BEGIN Source records
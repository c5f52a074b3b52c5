//! Progress display for plan execution.
//!
//! [`BarProgress`] drives an indicatif bar from the engine's worker threads;
//! [`LogProgress`] logs per-user completion when the bar is disabled.

use colored::Colorize;
use indicatif::{ProgressBar, ProgressStyle};
use reconcile::{ExecutionResult, Outcome, ProgressCallback};
use std::sync::atomic::{AtomicUsize, Ordering};
use std::time::Duration;

/// Progress bar counting resolved actions
pub struct BarProgress {
    bar: ProgressBar,
    tick: Duration,
}

impl BarProgress {
    pub fn new(tick: Duration) -> Self {
        Self {
            bar: ProgressBar::hidden(),
            tick,
        }
    }
}

impl ProgressCallback for BarProgress {
    fn on_start(&self, units: usize, actions: usize) {
        self.bar.set_length(actions as u64);
        self.bar.set_style(
            ProgressStyle::default_bar()
                .template("{spinner:.green} [{bar:40.cyan/blue}] {pos}/{len} {msg}")
                .unwrap_or_else(|_| ProgressStyle::default_bar())
                .progress_chars("=>-"),
        );
        self.bar.set_draw_target(indicatif::ProgressDrawTarget::stderr());
        self.bar.set_message(format!("{units} users"));
        self.bar.enable_steady_tick(self.tick);
    }

    fn on_action_complete(&self, result: &ExecutionResult) {
        if let Outcome::Failed { reason, .. } = &result.outcome {
            self.bar.suspend(|| {
                println!("  {} {} ({})", "✗".red(), result.action, reason);
            });
        }
        self.bar.inc(1);
    }

    fn on_unit_complete(&self, employee_id: &str) {
        self.bar.set_message(employee_id.to_string());
    }

    fn on_concurrency_change(&self, previous: usize, current: usize) {
        if current < previous {
            self.bar.suspend(|| {
                println!(
                    "  {} throttled, concurrency {previous} -> {current}",
                    "!".yellow()
                );
            });
        }
    }

    fn on_finish(&self) {
        self.bar.finish_and_clear();
    }
}

/// Log-only progress for `--no-progress` runs
#[derive(Default)]
pub struct LogProgress {
    total: AtomicUsize,
    done: AtomicUsize,
}

impl ProgressCallback for LogProgress {
    fn on_start(&self, units: usize, actions: usize) {
        self.total.store(units, Ordering::Relaxed);
        log::info!("Executing {actions} actions for {units} users");
    }

    fn on_action_complete(&self, _result: &ExecutionResult) {}

    fn on_unit_complete(&self, employee_id: &str) {
        let done = self.done.fetch_add(1, Ordering::Relaxed) + 1;
        log::info!(
            "[{done}/{}] {employee_id} done",
            self.total.load(Ordering::Relaxed)
        );
    }

    fn on_concurrency_change(&self, previous: usize, current: usize) {
        log::info!("Concurrency {previous} -> {current}");
    }

    fn on_finish(&self) {
        log::info!("Execution finished");
    }
}

#[cfg(test)]
mod tests {
    use super::*;
    use chrono::Utc;
    use reconcile::{Action, UserKey};

    fn result(outcome: Outcome) -> ExecutionResult {
        ExecutionResult {
            action: Action::DeleteUser {
                key: UserKey {
                    employee_id: "E1".to_string(),
                    username: "E1@corp-saml.com".to_string(),
                    user_id: Some("u-1".to_string()),
                },
            },
            outcome,
            attempts: 1,
            timestamp: Utc::now(),
        }
    }

    #[test]
    fn test_bar_counts_actions() {
        let progress = BarProgress::new(Duration::from_millis(100));
        progress.bar.set_draw_target(indicatif::ProgressDrawTarget::hidden());
        progress.on_start(1, 2);
        progress.bar.set_draw_target(indicatif::ProgressDrawTarget::hidden());

        progress.on_action_complete(&result(Outcome::Succeeded));
        progress.on_action_complete(&result(Outcome::Skipped {
            reason: "dry-run".to_string(),
        }));
        progress.on_unit_complete("E1");

        assert_eq!(progress.bar.position(), 2);
        assert_eq!(progress.bar.length(), Some(2));
        progress.on_finish();
        assert!(progress.bar.is_finished());
    }

    #[test]
    fn test_log_progress_counts_units() {
        let progress = LogProgress::default();
        progress.on_start(2, 4);
        progress.on_unit_complete("E1");
        progress.on_unit_complete("E2");
        assert_eq!(progress.done.load(Ordering::Relaxed), 2);
        progress.on_finish();
    }
}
END Source records
Exercise directions: The entries above should be set down again exactly as they appear.

Reply to the exercise:
repository c5f52a074b3b52c5
//! Progress display for plan execution.
//!
//! [`BarProgress`] drives an indicatif bar from the engine's worker threads;
//! [`LogProgress`] logs per-user completion when the bar is disabled.

use colored::Colorize;
use indicatif::{ProgressBar, ProgressStyle};
use reconcile::{ExecutionResult, Outcome, ProgressCallback};
use std::sync::atomic::{AtomicUsize, Ordering};
use std::time::Duration;

/// Progress bar counting resolved actions
pub struct BarProgress {
    bar: ProgressBar,
    tick: Duration,
}

impl BarProgress {
    pub fn new(tick: Duration) -> Self {
        Self {
            bar: ProgressBar::hidden(),
            tick,
        }
    }
}

impl ProgressCallback for BarProgress {
    fn on_start(&self, units: usize, actions: usize) {
        self.bar.set_length(actions as u64);
        self.bar.set_style(
            ProgressStyle::default_bar()
                .template("{spinner:.green} [{bar:40.cyan/blue}] {pos}/{len} {msg}")
                .unwrap_or_else(|_| ProgressStyle::default_bar())
                .progress_chars("=>-"),
        );
        self.bar.set_draw_target(indicatif::ProgressDrawTarget::stderr());
        self.bar.set_message(format!("{units} users"));
        self.bar.enable_steady_tick(self.tick);
    }

    fn on_action_complete(&self, result: &ExecutionResult) {
        if let Outcome::Failed { reason, .. } = &result.outcome {
            self.bar.suspend(|| {
                println!("  {} {} ({})", "✗".red(), result.action, reason);
            });
        }
        self.bar.inc(1);
    }

    fn on_unit_complete(&self, employee_id: &str) {
        self.bar.set_message(employee_id.to_string());
    }

    fn on_concurrency_change(&self, previous: usize, current: usize) {
        if current < previous {
            self.bar.suspend(|| {
                println!(
                    "  {} throttled, concurrency {previous} -> {current}",
                    "!".yellow()
                );
            });
        }
    }

    fn on_finish(&self) {
        self.bar.finish_and_clear();
    }
}

/// Log-only progress for `--no-progress` runs
#[derive(Default)]
pub struct LogProgress {
    total: AtomicUsize,
    done: AtomicUsize,
}

impl ProgressCallback for LogProgress {
    fn on_start(&self, units: usize, actions: usize) {
        self.total.store(units, Ordering::Relaxed);
        log::info!("Executing {actions} actions for {units} users");
    }

    fn on_action_complete(&self, _result: &ExecutionResult) {}

    fn on_unit_complete(&self, employee_id: &str) {
        let done = self.done.fetch_add(1, Ordering::Relaxed) + 1;
        log::info!(
            "[{done}/{}] {employee_id} done",
            self.total.load(Ordering::Relaxed)
        );
    }

    fn on_concurrency_change(&self, previous: usize, current: usize) {
        log::info!("Concurrency {previous} -> {current}");
    }

    fn on_finish(&self) {
        log::info!("Execution finished");
    }
}

#[cfg(test)]
mod tests {
    use super::*;
    use chrono::Utc;
    use reconcile::{Action, UserKey};

    fn result(outcome: Outcome) -> ExecutionResult {
        ExecutionResult {
            action: Action::DeleteUser {
                key: UserKey {
                    employee_id: "E1".to_string(),
                    username: "E1@corp-saml.com".to_string(),
                    user_id: Some("u-1".to_string()),
                },
            },
            outcome,
            attempts: 1,
            timestamp: Utc::now(),
        }
    }

    #[test]
    fn test_bar_counts_actions() {
        let progress = BarProgress::new(Duration::from_millis(100));
        progress.bar.set_draw_target(indicatif::ProgressDrawTarget::hidden());
        progress.on_start(1, 2);
        progress.bar.set_draw_target(indicatif::ProgressDrawTarget::hidden());

        progress.on_action_complete(&result(Outcome::Succeeded));
        progress.on_action_complete(&result(Outcome::Skipped {
            reason: "dry-run".to_string(),
        }));
        progress.on_unit_complete("E1");

        assert_eq!(progress.bar.position(), 2);
        assert_eq!(progress.bar.length(), Some(2));
        progress.on_finish();
        assert!(progress.bar.is_finished());
    }

    #[test]
    fn test_log_progress_counts_units() {
        let progress = LogProgress::default();
        progress.on_start(2, 4);
        progress.on_unit_complete("E1");
        progress.on_unit_complete("E2");
        assert_eq!(progress.done.load(Ordering::Relaxed), 2);
        progress.on_finish();
    }
}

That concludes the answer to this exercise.